• What you should do:
Could you repeat every record below exactly as written?

• Supplied data:

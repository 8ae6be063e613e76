//! Bookstore Catalog Administration Server
//!
//! A Rust REST backend for managing a bookstore catalog: books and
//! categories with pagination, filtering, and capability-gated mutation.

use std::sync::Arc;

pub mod api;
pub mod config;
pub mod error;
pub mod models;
pub mod repository;
pub mod services;

pub use config::AppConfig;
pub use error::{AppError, AppResult};

/// Application state shared across all handlers
#[derive(Clone)]
pub struct AppState {
    pub config: Arc<AppConfig>,
    pub services: Arc<services::Services>,
}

• Response to this task:
repository 8ae6be063e613e76
//! Bookstore Catalog Administration Server
//!
//! A Rust REST backend for managing a bookstore catalog: books and
//! categories with pagination, filtering, and capability-gated mutation.

use std::sync::Arc;

pub mod api;
pub mod config;
pub mod error;
pub mod models;
pub mod repository;
pub mod services;

pub use config::AppConfig;
pub use error::{AppError, AppResult};

/// Application state shared across all handlers
#[derive(Clone)]
pub struct AppState {
    pub config: Arc<AppConfig>,
    pub services: Arc<services::Services>,
}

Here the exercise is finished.